Jumat, 18 Juli 2008

Distorsi Kenaikan Gaji PNS

* Oleh Jabir Alfaruqi

DALAM RAPBN 2008 gaji pegawai negeri sipil (PNS), TNI, dan Polri, akan dinaikkan 20%. Menurut Presiden Susilo Bambang Yudhoyono (SBY), kenaikan gaji tersebut diharapkan bisa meningkatkan produktivitas, meningkatkan pelayanan publik, kedisiplinan, dan mendorong pemerintahan yang bersih. Ditegaskan juga, kesejahteraan rakyat merupakan muara semua agenda pembangunan yang dilakukan. Pemerintah terus menerus melakukan program-program prorakyat.

Kenaikan gaji PNS, TNI, dan Polri itu bukan masalah, bahkan suatu keharusan. Di sisi lain, kenaikan kesejahteraan rakyat juga tidak kalah penting. Maka, di masa kehidupan ekonomi yang sulit seperti sekarang, kenaikan gaji pegawai bisa menimbulkan pertanyaan-pertanyaan dari rakyat: kapan pendapatan rakyat dinaikan oleh pemerintah Untuk menjawab pertanyaan itu, pemerintah berharap kepada PNS, TNI, dan Polri, agar bisa melakukan peningkatan pelayanan publik demi peningkatan kesejahteraan rakyat setelah kenaikan gajinya.

Namun, apakah benar kenaikan gaji akan serta merta meningkatkan pelayanan publik? Itu suatu masalah yang harus dicarikan solusi. Sebab, tidak selalu kenaikan gaji pegawai diikuti dengan peningkatan kinerja dalam pelayanan publik.

Memang, kenaikan gaji pegawai merupakan salah satu unsur untuk melakukan reformasi birokrasi demi terwujudnya pemerintah yang prorakyat. Prinsipnya, dengan kenaikan gaji, pelayanan publik akan membaik.

Hanya perlu diingat, bahwa komponen untuk mereformasi birokrasi banyak unsurnya, sehingga kenaikan gaji tidaklah dengan sendirinya menjamin membaiknya pelayanan publik.

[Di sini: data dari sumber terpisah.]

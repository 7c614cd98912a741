//! Buffered durability mode
//!
//! WAL append without immediate fsync. Background thread performs
//! periodic fsync based on interval or batch size threshold.
//!
//! # Use Cases
//!
//! - Production default (good balance of speed and safety)
//! - High-throughput workloads
//! - Acceptable bounded data loss window
//!
//! # Performance Contract
//!
//! - `persist()`: WAL append only, no fsync (<30µs)
//! - Background thread handles fsync
//! - Bounded data loss: max(flush_interval, pending_writes)
//!
//! # Thread Lifecycle
//!
//! **CRITICAL**: The background flush thread MUST be properly managed:
//! - `shutdown_flag: AtomicBool` signals thread to stop
//! - `flush_thread: JoinHandle` allows waiting for thread completion
//! - `Drop` implementation ensures clean shutdown

use super::Durability;
use in_mem_concurrency::TransactionContext;
use in_mem_concurrency::TransactionWALWriter;
use strata_core::error::Result;
use in_mem_durability::wal::WAL;
use parking_lot::{Condvar, Mutex};
use std::sync::atomic::{AtomicBool, AtomicUsize, Ordering};
use std::sync::Arc;
use std::thread::{self, JoinHandle};
use std::time::{Duration, Instant};

/// Buffered durability - async fsync with background thread
///
/// This mode provides a balance between performance and durability.
/// Writes are appended to the WAL immediately but fsync is deferred
/// to a background thread that flushes periodically.
///
/// # Thread Safety
///
/// All state is protected by appropriate synchronization primitives.
/// Multiple threads can call persist() concurrently.
///
/// # Shutdown
///
/// The background thread is automatically stopped when the struct is
/// dropped. Call `shutdown()` explicitly for graceful shutdown with
/// final flush.
///
/// # Example
///
/// ```ignore
/// use in_mem_engine::durability::BufferedDurability;
/// use std::time::Duration;
///
/// let durability = BufferedDurability::new(
///     wal,
///     100,   // flush every 100ms
///     1000,  // or every 1000 writes
/// );
/// durability.start_flush_thread();
/// ```
pub struct BufferedDurability {
    /// WAL for persisting transactions
    wal: Arc<Mutex<WAL>>,

    /// Flush interval in milliseconds
    flush_interval: Duration,

    /// Maximum pending writes before flush
    max_pending_writes: usize,

    /// Count of pending (unflushed) writes
    pending_writes: AtomicUsize,

    /// Time of last flush
    last_flush: Mutex<Instant>,

    /// Signal for shutdown
    shutdown_flag: AtomicBool,

    /// Condvar to wake up flush thread
    flush_signal: Arc<(Mutex<bool>, Condvar)>,

    /// Background flush thread handle
    flush_thread: Mutex<Option<JoinHandle<()>>>,
}

impl BufferedDurability {
    /// Create new Buffered durability mode
    ///
    /// # Arguments
    ///
    /// * `wal` - Write-ahead log instance
    /// * `flush_interval_ms` - Maximum time between fsyncs (milliseconds)
    /// * `max_pending_writes` - Maximum writes before triggering flush
    ///
    /// # Note
    ///
    /// Call `start_flush_thread()` after creation to start the
    /// background flush thread.
    pub fn new(wal: Arc<Mutex<WAL>>, flush_interval_ms: u64, max_pending_writes: usize) -> Self {
        Self {
            wal,
            flush_interval: Duration::from_millis(flush_interval_ms),
            max_pending_writes,
            pending_writes: AtomicUsize::new(0),
            last_flush: Mutex::new(Instant::now()),
            shutdown_flag: AtomicBool::new(false),
            flush_signal: Arc::new((Mutex::new(false), Condvar::new())),
            flush_thread: Mutex::new(None),
        }
    }

    /// Start the background flush thread
    ///
    /// This must be called after creation to enable async fsyncs.
    /// The thread will run until shutdown() is called or the struct
    /// is dropped.
    pub fn start_flush_thread(self: &Arc<Self>) {
        let durability = Arc::clone(self);
        let handle = thread::spawn(move || {
            durability.flush_loop();
        });

        let mut thread_guard = self.flush_thread.lock();
        *thread_guard = Some(handle);
    }

    /// Background flush loop
    fn flush_loop(&self) {
        loop {
            // Wait for signal or timeout
            let (lock, cvar) = &*self.flush_signal;
            let mut signaled = lock.lock();

            // Wait with timeout - this allows periodic flushing
            let result = cvar.wait_for(&mut signaled, self.flush_interval);

            // Reset signal
            *signaled = false;
            drop(signaled);

            // Check shutdown flag FIRST
            if self.shutdown_flag.load(Ordering::SeqCst) {
                // Final flush before exit
                if let Err(e) = self.flush_sync() {
                    eprintln!("BufferedDurability: final flush error: {}", e);
                }
                break;
            }

            // Check if we timed out or were signaled
            let should_flush = result.timed_out()
                || self.pending_writes.load(Ordering::Relaxed) >= self.max_pending_writes;

            if should_flush {
                if let Err(e) = self.flush_sync() {
                    eprintln!("BufferedDurability: flush error: {}", e);
                }
            }
        }
    }

    /// Signal the flush thread to wake up
    fn signal_flush(&self) {
        let (lock, cvar) = &*self.flush_signal;
        let mut signaled = lock.lock();
        *signaled = true;
        cvar.notify_one();
    }

    /// Synchronous flush - fsync the WAL
    ///
    /// This is called by the background thread and during shutdown.
    pub fn flush_sync(&self) -> Result<()> {
        let wal = self.wal.lock();
        wal.fsync()?;

        // Reset pending count and update last flush time
        self.pending_writes.store(0, Ordering::Relaxed);
        *self.last_flush.lock() = Instant::now();

        Ok(())
    }

    /// Get number of pending (unflushed) writes
    pub fn pending_count(&self) -> usize {
        self.pending_writes.load(Ordering::Relaxed)
    }

    /// Get time since last flush
    pub fn time_since_flush(&self) -> Duration {
        self.last_flush.lock().elapsed()
    }
}

impl Durability for BufferedDurability {
    /// Append transaction to WAL without fsync
    ///
    /// This method only appends to the WAL buffer. The background
    /// thread will handle fsync asynchronously.
    ///
    /// # Performance
    ///
    /// Target: <30µs (WAL append only, no syscall for fsync)
    fn persist(&self, txn: &TransactionContext, commit_version: u64) -> Result<()> {
        // Acquire WAL lock and write transaction
        {
            let mut wal = self.wal.lock();
            let mut wal_writer = TransactionWALWriter::new(&mut wal, txn.txn_id, txn.run_id);

            // Write BeginTxn
            wal_writer.write_begin()?;

            // Write all puts
            for (key, value) in &txn.write_set {
                wal_writer.write_put(key.clone(), value.clone(), commit_version)?;
            }

            // Write all deletes
            for key in &txn.delete_set {
                wal_writer.write_delete(key.clone(), commit_version)?;
            }

            // Write CAS operations
            for cas_op in &txn.cas_set {
                wal_writer.write_put(
                    cas_op.key.clone(),
                    cas_op.new_value.clone(),
                    commit_version,
                )?;
            }

            // Write CommitTxn
            wal_writer.write_commit()?;

            // Note: NO fsync here - that's the key difference from Strict mode
        }

        // Track pending write
        let pending = self.pending_writes.fetch_add(1, Ordering::Relaxed) + 1;

        // Signal flush if threshold reached
        if pending >= self.max_pending_writes {
            self.signal_flush();
        }

        Ok(())
    }

    /// Graceful shutdown - flush all pending writes
    ///
    /// This method:
    /// 1. Signals the background thread to stop
    /// 2. Waits for the thread to finish (joins)
    /// 3. Performs a final synchronous flush
    fn shutdown(&self) -> Result<()> {
        // Signal shutdown
        self.shutdown_flag.store(true, Ordering::SeqCst);
        self.signal_flush();

        // Wait for background thread to finish
        let mut thread_guard = self.flush_thread.lock();
        if let Some(handle) = thread_guard.take() {
            // Ignore join errors (thread might have panicked)
            let _ = handle.join();
        }

        // Final synchronous flush to ensure all data is persisted
        self.flush_sync()
    }

    /// Buffered mode eventually persists data
    #[inline]
    fn is_persistent(&self) -> bool {
        true
    }

    /// Returns "Buffered"
    #[inline]
    fn mode_name(&self) -> &'static str {
        "Buffered"
    }
}

impl Drop for BufferedDurability {
    fn drop(&mut self) {
        // Signal shutdown to background thread
        self.shutdown_flag.store(true, Ordering::SeqCst);
        self.signal_flush();

        // Wait for thread to finish
        let mut thread_guard = self.flush_thread.lock();
        if let Some(handle) = thread_guard.take() {
            let _ = handle.join();
        }

        // Note: We don't call flush_sync() in Drop because it could fail
        // and Drop can't return errors. The explicit shutdown() should be
        // called for guaranteed flush.
    }
}

// Manual Debug impl
impl std::fmt::Debug for BufferedDurability {
    fn fmt(&self, f: &mut std::fmt::Formatter<'_>) -> std::fmt::Result {
        f.debug_struct("BufferedDurability")
            .field("flush_interval", &self.flush_interval)
            .field("max_pending_writes", &self.max_pending_writes)
            .field(
                "pending_writes",
                &self.pending_writes.load(Ordering::Relaxed),
            )
            .field("shutdown", &self.shutdown_flag.load(Ordering::Relaxed))
            .finish()
    }
}
impl PendingOperations {
    /// Total number of pending operations
    pub fn total(&self) -> usize {
        self.puts + self.deletes + self.cas
    }

    /// Check if there are no pending operations
    pub fn is_empty(&self) -> bool {
        self.total() == 0
    }
}

/// Status of a transaction in its lifecycle
///
/// State transitions:
/// - `Active` → `Validating` (begin commit)
/// - `Validating` → `Committed` (validation passed)
/// - `Validating` → `Aborted` (conflict detected)
/// - `Active` → `Aborted` (user abort or error)
///
/// Terminal states (no transitions allowed):
/// - `Committed`
/// - `Aborted`
#[derive(Debug, Clone, PartialEq, Eq)]
pub enum TransactionStatus {
    /// Transaction is executing, can read/write
    Active,
    /// Transaction is being validated for conflicts
    Validating,
    /// Transaction committed successfully
    Committed,
    /// Transaction was aborted
    Aborted {
        /// Human-readable reason for abort
        reason: String,
    },
}

/// A compare-and-swap operation to be validated at commit
///
/// CAS operations are buffered until commit time. At commit:
/// 1. Validate that the key's current version equals `expected_version`
/// 2. If valid, write `new_value`
/// 3. If invalid, abort the transaction
///
/// Note: CAS does NOT automatically add to read_set. If you want read-set
/// protection in addition to CAS validation, explicitly read the key first.
#[derive(Debug, Clone)]
pub struct CASOperation {
    /// Key to CAS
    pub key: Key,
    /// Expected version (0 = key must not exist)
    pub expected_version: u64,
    /// New value to write if version matches
    pub new_value: Value,
}

/// Transaction context for OCC with snapshot isolation
///
/// Tracks all reads, writes, deletes, and CAS operations for a transaction.
/// Validation and commit happen at transaction end.
///
/// # Read-Your-Writes Semantics
///
/// When reading a key, the transaction checks in order:
/// 1. **write_set**: Returns uncommitted write from this transaction
/// 2. **delete_set**: Returns None for uncommitted delete
/// 3. **snapshot**: Returns value from snapshot, tracks in read_set
///
/// # Read-Set Tracking
///
/// All reads from the snapshot are tracked in `read_set` with the version read.
/// At commit time, these versions are validated against current storage.
/// If any version changed, the transaction has a read-write conflict.
///
/// # Lifecycle
///
/// 1. **BEGIN**: Create with `with_snapshot()`, status is `Active`
/// 2. **READ/WRITE**: Use `get()`, `put()`, `delete()`, `cas()`
/// 3. **VALIDATE**: Call `mark_validating()`, check for conflicts
/// 4. **COMMIT/ABORT**: Call `mark_committed()` or `mark_aborted()`
pub struct TransactionContext {
    // Identity
    /// Unique transaction ID
    pub txn_id: u64,
    /// Run this transaction belongs to
    pub run_id: RunId,

    // Snapshot isolation
    /// Version at transaction start (snapshot version)
    ///
    /// All reads see data as of this version. Used for conflict detection.
    pub start_version: u64,

    /// Snapshot view for this transaction
    ///
    /// Provides consistent point-in-time view of storage.
    snapshot: Option<Box<dyn SnapshotView>>,

    // Operation tracking
    /// Keys read and their versions (for validation)
    ///
    /// At commit time, we check that each key's current version still matches
    /// the version we read. If not, there's a read-write conflict.
    ///
    /// Version 0 means the key did not exist when read.
    pub read_set: HashMap<Key, u64>,

    /// Keys written with their new values (buffered)
    ///
    /// These writes are not visible to other transactions until commit.
    /// At commit, they are applied atomically to storage.
    pub write_set: HashMap<Key, Value>,

    /// Keys to delete (buffered)
    ///
    /// Deletes are buffered like writes. A deleted key returns None
    /// when read within this transaction (read-your-deletes).
    pub delete_set: HashSet<Key>,

    /// CAS operations to validate and apply
    ///
    /// Each CAS is validated at commit time against the current storage
    /// version, independent of the read_set.
    pub cas_set: Vec<CASOperation>,

    // State
    /// Current transaction status
    pub status: TransactionStatus,

    // Timing
    /// When this transaction was created
    start_time: Instant,
}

Kalau kita sepakat bahwa salah satu ciri peningkatan pelayanan publik adalah pengurangan jumlah korupsi anggaran untuk rakyat, maka di Italia pernah dicoba menaikkan gaji pegawai negeri cukup tinggi, tetapi korupsi anggaran untuk rakyat tetap saja terjadi dan tidak menurun.

Bila hal itu kita kontekskan dengan negera kita, apakah kenaikan gaji PNS, TNI dan Polri, itu akan seperti di Italia, atau benar-benar akan melahirkan clean government? Sebab selama ini, dari tahun ke tahun, gaji pegawai selalu naik dan jumlah koruptor juga naik.

Tidak Prorakyat

Siapa pun yang menjadi kepala pemerintahan, baik di pusat, provinsi, maupun daerah, mengatakan selalu menekankan program-program yang prorakyat. Sehingga tidak salah, kalau Presiden SBY menaikkan gaji PNS, TNI, dan Polri pun, muaranya adalah peningkatan kesejahteraan rakyat.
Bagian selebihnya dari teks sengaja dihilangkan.